CES. The Consumer Electronics Show. Words can’t describe its scale. Even the pizza here is big. It’s far and away the biggest, baddest electronics trade show on earth.

Qt Booth

Qt is back at CES in 2010, and on day one we’ve been meeting, greeting and wowing with the Qt story. We have four key messages this year, and products or demos to prove each of them.

The messages:

  1. Qt is an amazing framework for building next gen user interfaces for consumer electronics (and UI is what it’s all about at CES this year).
  2. Using Qt can provide rapid speed to market.
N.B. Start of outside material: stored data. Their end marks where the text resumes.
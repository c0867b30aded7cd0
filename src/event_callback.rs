//! Event callback management with automatic cleanup.
//!
//! This module provides utilities for managing web event listeners with proper
//! lifecycle management. The overlay listens on the document in the capture
//! phase so that pages stopping propagation on their own inputs do not hide
//! keystrokes from it.

use std::fmt::Formatter;
use web_sys::{
    wasm_bindgen::{convert::FromWasmAbi, prelude::Closure, JsCast},
    EventTarget,
};

use crate::error::Error;

/// Manages web event listeners with automatic cleanup.
///
/// When this struct is dropped, all registered event listeners are removed
/// from the target, preventing memory leaks.
pub(crate) struct EventCallback<T: 'static> {
    /// The event types this callback is registered for.
    event_types: &'static [&'static str],
    /// The target the listeners are attached to.
    target: EventTarget,
    /// Whether the listeners run in the capture phase.
    capture: bool,
    /// The closure that handles the events.
    closure: Closure<dyn FnMut(T)>,
}

impl<T: 'static> EventCallback<T> {
    /// Creates a new [`EventCallback`] and attaches bubble-phase listeners to the target.
    pub fn new<F>(
        target: EventTarget,
        event_types: &'static [&'static str],
        callback: F,
    ) -> Result<Self, Error>
    where
        F: FnMut(T) + 'static,
        T: JsCast + FromWasmAbi,
    {
        Self::with_capture(target, event_types, false, callback)
    }

    /// Creates a new [`EventCallback`], choosing the listener phase.
    pub fn with_capture<F>(
        target: EventTarget,
        event_types: &'static [&'static str],
        capture: bool,
        callback: F,
    ) -> Result<Self, Error>
    where
        F: FnMut(T) + 'static,
        T: JsCast + FromWasmAbi,
    {
        let closure = Closure::<dyn FnMut(T)>::new(callback);

        for event_type in event_types {
            target.add_event_listener_with_callback_and_bool(
                event_type,
                closure.as_ref().unchecked_ref(),
                capture,
            )?;
        }

        Ok(Self {
            event_types,
            target,
            capture,
            closure,
        })
    }
}

impl<T: 'static> Drop for EventCallback<T> {
    fn drop(&mut self) {
        for event_type in self.event_types {
            let _ = self.target.remove_event_listener_with_callback_and_bool(
                event_type,
                self.closure.as_ref().unchecked_ref(),
                self.capture,
            );
        }
    }
}

impl<T: 'static> std::fmt::Debug for EventCallback<T> {
    fn fmt(&self, f: &mut Formatter<'_>) -> std::fmt::Result {
        f.debug_struct("EventCallback")
            .field("event_types", &self.event_types)
            .field("target", &self.target)
            .field("capture", &self.capture)
            .finish()
    }
}

/// Event types that carry typed text.
pub(crate) const INPUT_EVENT_TYPES: &[&str] = &["input"];

/// IME composition event types.
pub(crate) const COMPOSITION_EVENT_TYPES: &[&str] = &["compositionstart", "compositionend"];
For example, one of our demos, a groundbreaking 3D multi-application home infotainment center for HD TV done by ARM, Movial and ST-Ericsson was created in four weeks (more on that tomorrow!)
  3. Qt gives you performance via hardware acceleration on a variety of chipsets (more on that tomorrow too!).
  4. And best of all, all demos use one and the same code base. That’s reusability of code. Qt’s competitive advantage.

Today in post one of our CES blog posts, and we’re talking about products we are displaying at CES that are selling in the marketplace right now, built with Qt.

First off, HP’s amazing web-enabled touchscreen printer sits proudly on our demo table. Here it is in all of its glory. Check out this very budget video we shot of it this morning.

HP printer

Asus has been using Qt in its EeePC netbooks for some time, and we’re reminding the world that Qt is underneath this genre-defining device with some nice Qt demos on the Windows and Linux versions of the machine.

eeePC

Qt has recently been used to build the Operating System and UI for a nifty set top box for the Chinese market, made by TCL. The box is great, and it is proudly being shown off in our booth at CES. Having said that we are currently looking around CES for fluent Chinese speakers to come and help us navigate the menu system. Seriously.

Tomorrow we’ll show you some really sharp demos and prototypes we are showing this year at CES. Many of these demos will become products that are important parts of people’s lives, just as other Qt-based products are today.